**Task item**.
For the records that follow, please set down exactly the lines between the one holding "let pillar = entry" and the one holding "debug_assert_eq!(days.len(), DAYS_PER_WEEK);", inclusive, and only those.

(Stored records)
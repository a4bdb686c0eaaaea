//! AI week plan generation
//!
//! `PlanGenerator::generate_week` never fails: every remote or parse
//! failure is logged and collapses into a degraded week of sentinel plans.

use std::sync::Arc;

use chrono::NaiveDate;
use thiserror::Error;
use tracing::{debug, info, warn};

use crate::domain::{DAYS_PER_WEEK, DayPlan, Profile, WeekPlans, anchor_sunday, week_dates};
use crate::llm::{CompletionRequest, LlmClient, LlmError, Message};
use crate::prompts::PromptLoader;
use crate::store::{PlanStore, StoreError};

mod response;

pub use response::{PlanEntry, SUBMIT_TOOL, parse_plans, submit_tool};

/// Default token ceiling for a week plan reply
pub const DEFAULT_MAX_TOKENS: u32 = 4096;

/// Why a generation fell back to sentinels
#[derive(Debug, Error)]
pub enum GenerationError {
    #[error("Remote call failed: {0}")]
    Remote(#[from] LlmError),

    #[error("Malformed plan response: {0}")]
    Malformed(String),

    #[error("Empty plan response")]
    Empty,

    #[error("Prompt rendering failed: {0}")]
    Prompt(String),
}

/// Builds the 7 day plans for a week from a profile
pub struct PlanGenerator {
    llm: Arc<dyn LlmClient>,
    prompts: Arc<PromptLoader>,
    max_tokens: u32,
}

impl PlanGenerator {
    pub fn new(llm: Arc<dyn LlmClient>, prompts: Arc<PromptLoader>) -> Self {
        Self {
            llm,
            prompts,
            max_tokens: DEFAULT_MAX_TOKENS,
        }
    }

    pub fn with_max_tokens(mut self, max_tokens: u32) -> Self {
        self.max_tokens = max_tokens;
        self
    }

    /// Generate the week containing `date`
    ///
    /// Always returns exactly 7 plans, Sunday through Saturday.
    pub async fn generate_week(&self, profile: &Profile, date: NaiveDate) -> WeekPlans {
        let week_start = anchor_sunday(date);
        debug!(%date, %week_start, "generate_week: called");

        match self.request_plans(profile, week_start).await {
            Ok(entries) => {
                let week = merge(week_start, &entries);
                info!(
                    %week_start,
                    entries = entries.len(),
                    provenance = %week.provenance,
                    "Generated week plan"
                );
                week
            }
            Err(e) => {
                let retryable = matches!(&e, GenerationError::Remote(inner) if inner.is_retryable());
                warn!(%week_start, error = %e, retryable, "Week generation failed, using rest-day plans");
                WeekPlans::degraded(week_start)
            }
        }
    }

    /// Generate the week containing `date` and replace the stored week with it
    pub async fn generate_and_store(
        &self,
        profile: &Profile,
        date: NaiveDate,
        plans: &PlanStore,
    ) -> Result<WeekPlans, StoreError> {
        let week = self.generate_week(profile, date).await;
        plans.save(&week)?;
        Ok(week)
    }

    async fn request_plans(&self, profile: &Profile, week_start: NaiveDate) -> Result<Vec<PlanEntry>, GenerationError> {
        let system = self
            .prompts
            .week_plan_system()
            .map_err(|e| GenerationError::Prompt(e.to_string()))?;
        let brief = self
            .prompts
            .week_plan(profile, week_start)
            .map_err(|e| GenerationError::Prompt(e.to_string()))?;

        let request =
            CompletionRequest::new(system, vec![Message::user(brief)], self.max_tokens).with_forced_tool(submit_tool());
        let response = self.llm.complete(request).await?;
        debug!(
            stop_reason = ?response.stop_reason,
            total_tokens = response.usage.total(),
            "request_plans: response received"
        );
        parse_plans(&response)
    }
}

/// Fit model entries onto the fixed 7-date skeleton
///
/// The first entry for an offset wins. Offsets outside 0..7 are ignored and
/// uncovered slots get the sentinel plan.
pub fn merge(week_start: NaiveDate, entries: &[PlanEntry]) -> WeekPlans {
    let days = week_dates(week_start)
        .into_iter()
        .enumerate()
        .map(|(offset, date)| {
            match entries.iter().find(|e| e.day_offset == offset as i64) {
                Some(entry) => {
                    let pillar = entry
                        .pillar
                        .as_deref()
                        .map(str::trim)
                        .filter(|p| !p.is_empty())
                        .map(str::to_string);
                    DayPlan::generated(date, entry.theme.clone(), entry.description.clone(), pillar)
                }
                None => DayPlan::sentinel(date),
            }
        })
        .collect::<Vec<_>>();
    debug_assert_eq!(days.len(), DAYS_PER_WEEK);
    WeekPlans::from_days(anchor_sunday(week_start), days)
}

**Output of the task**.
                    let pillar = entry
                        .pillar
                        .as_deref()
                        .map(str::trim)
                        .filter(|p| !p.is_empty())
                        .map(str::to_string);
                    DayPlan::generated(date, entry.theme.clone(), entry.description.clone(), pillar)
                }
                None => DayPlan::sentinel(date),
            }
        })
        .collect::<Vec<_>>();
    debug_assert_eq!(days.len(), DAYS_PER_WEEK);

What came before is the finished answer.